Sénèque, "De la vie brève"
Sénèque et sa pensée contredisent l'aventureux Michel Onfray dans son affirmation qu'il n'existait pas, dans l'Antiquité, de philosphes n'exerçant pas leur vie de la même façon que leur doctrine : voici en effet un intrigant, un captateur présumé de testaments, le précepteur enfin de Néron, qui prête le flanc à la critique au point que c'en est pathétique ; cela nous le rend sympathique et attirant. Il nous dit, il reconnaît, qu'il n'est pas facile de vivre selon d'excellents préceptes, que l'on peut fort bien transmettre aux atutres. "Faites ce que je dis, et pas ce que je fais", n'est qu'une opposition mesquine. Je crois avoir utilisé une psychiatre qui reléguait sa mère à l'état de secrétaire et dont la salle de bain était, à la lettre, dégueulasse.
Elle me fut cependant indispensable, et j'ai réappris l'amour grâce à elle, le temps des séquences d'entretien. Je suis retombé amoureux juste en l'abandonnant. Mon plaisir d'amour ne m'est pas tombé du ciel par enchantement. Si, un ivrogne peut apprendre à ne plus boire. Si, un boiteux peut apprendre à courir : il existe bien des maîtres de ballet vieillis, qui ne peuvent plus éxécuter les mouvements, mais qui façonnent les futures étoiles. Cette objection préliminaire, que nul ne nous avait faite, mène à d'autres compliments : Sénèque nous entretient De la brièveté de la vie. C'est exactement ce qu'il nous fallait l'avant-veille de notre septantième anniversaire. Il y a donc la partie de notre vie que Dieu même ne pourrait changer, le passé, qu'il nous reste indéfiniment à commenter, à faire entrer dans la fosse comme on danse sur un cercueil récalcitrant ; l'avenir, si court, et le présent, si négligé.

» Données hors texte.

//! SQLite implementation of the SessionRepository trait.
//!
//! One row per login, keyed by the refresh token `jti`.

use async_trait::async_trait;
use chrono::{DateTime, Utc};
use sqlx::{sqlite::SqliteRow, Row, SqlitePool};

use ta_core::domain::entities::session::Session;
use ta_core::errors::DomainError;
use ta_core::repositories::SessionRepository;

use super::map_write_error;

/// SQLite implementation of SessionRepository
pub struct SqliteSessionRepository {
    pool: SqlitePool,
}

impl SqliteSessionRepository {
    pub fn new(pool: SqlitePool) -> Self {
        Self { pool }
    }

    fn row_to_session(row: &SqliteRow) -> Result<Session, DomainError> {
        let column = |name: &str, e: sqlx::Error| {
            DomainError::persistence(format!("Failed to get {}: {}", name, e))
        };

        Ok(Session {
            id: row.try_get("id").map_err(|e| column("id", e))?,
            user_id: row.try_get("user_id").map_err(|e| column("user_id", e))?,
            login_at: row
                .try_get::<DateTime<Utc>, _>("login_at")
                .map_err(|e| column("login_at", e))?,
            expires_at: row.try_get("expires_at").map_err(|e| column("expires_at", e))?,
            logged_out_at: row
                .try_get::<Option<DateTime<Utc>>, _>("logged_out_at")
                .map_err(|e| column("logged_out_at", e))?,
        })
    }
}

fn query_failed(e: sqlx::Error) -> DomainError {
    DomainError::persistence(format!("Database query failed: {}", e))
}

#[async_trait]
impl SessionRepository for SqliteSessionRepository {
    async fn create(&self, session: &Session) -> Result<(), DomainError> {
        let query = r#"
            INSERT INTO sessions (id, user_id, login_at, expires_at, logged_out_at)
            VALUES (?, ?, ?, ?, ?)
        "#;

        sqlx::query(query)
            .bind(&session.id)
            .bind(session.user_id)
            .bind(session.login_at)
            .bind(session.expires_at)
            .bind(session.logged_out_at)
            .execute(&self.pool)
            .await
            .map_err(|e| map_write_error("session", e))?;

        Ok(())
    }

    async fn find_by_id(&self, id: &str) -> Result<Option<Session>, DomainError> {
        let query = r#"
            SELECT id, user_id, login_at, expires_at, logged_out_at
            FROM sessions
            WHERE id = ?
        "#;

        let row = sqlx::query(query)
            .bind(id)
            .fetch_optional(&self.pool)
            .await
            .map_err(query_failed)?;

        row.as_ref().map(Self::row_to_session).transpose()
    }

    async fn delete_by_id(&self, id: &str) -> Result<bool, DomainError> {
        let result = sqlx::query("DELETE FROM sessions WHERE id = ?")
            .bind(id)
            .execute(&self.pool)
            .await
            .map_err(query_failed)?;

        Ok(result.rows_affected() > 0)
    }

    async fn mark_logged_out(&self, id: &str, at: DateTime<Utc>) -> Result<bool, DomainError> {
        let result = sqlx::query("UPDATE sessions SET logged_out_at = ? WHERE id = ?")
            .bind(at)
            .bind(id)
            .execute(&self.pool)
            .await
            .map_err(query_failed)?;

        Ok(result.rows_affected() > 0)
    }

    async fn delete_expired(&self, now: DateTime<Utc>) -> Result<u64, DomainError> {
        let result = sqlx::query("DELETE FROM sessions WHERE expires_at <= ?")
            .bind(now.timestamp())
            .execute(&self.pool)
            .await
            .map_err(query_failed)?;

        Ok(result.rows_affected())
    }
}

Il nous faudrait donc être avare de ce peu de temps qui nous est imparti. Le temps que nous arrachent "les autres" est du temps perdu. Assurément, Sénèque ; mais tu concèdes que le temps consacré à nous-mêmes par nous-mêmes est également perdu, puisque tout fuit, puisque tout meurt. Tu es avare, tu ne l'es pas ? Tu crèves quand même. Adoncques, dira Montaigne, Michel de, l'essentiel est de vivre à propos. Eh quoi ! N'avez-vous point vécu ? Envoyer chier les importuns, certes, assurément. Mais aussi les rappeler, de temps en temps, malgré les dégâts du "double-lien". Travailler, moins se poser de questions, et s'il nous en survient, laisser passer l'interrogation, laisser fuir l'angoisse avec le reste, et engranger notre passé dans notre grenier.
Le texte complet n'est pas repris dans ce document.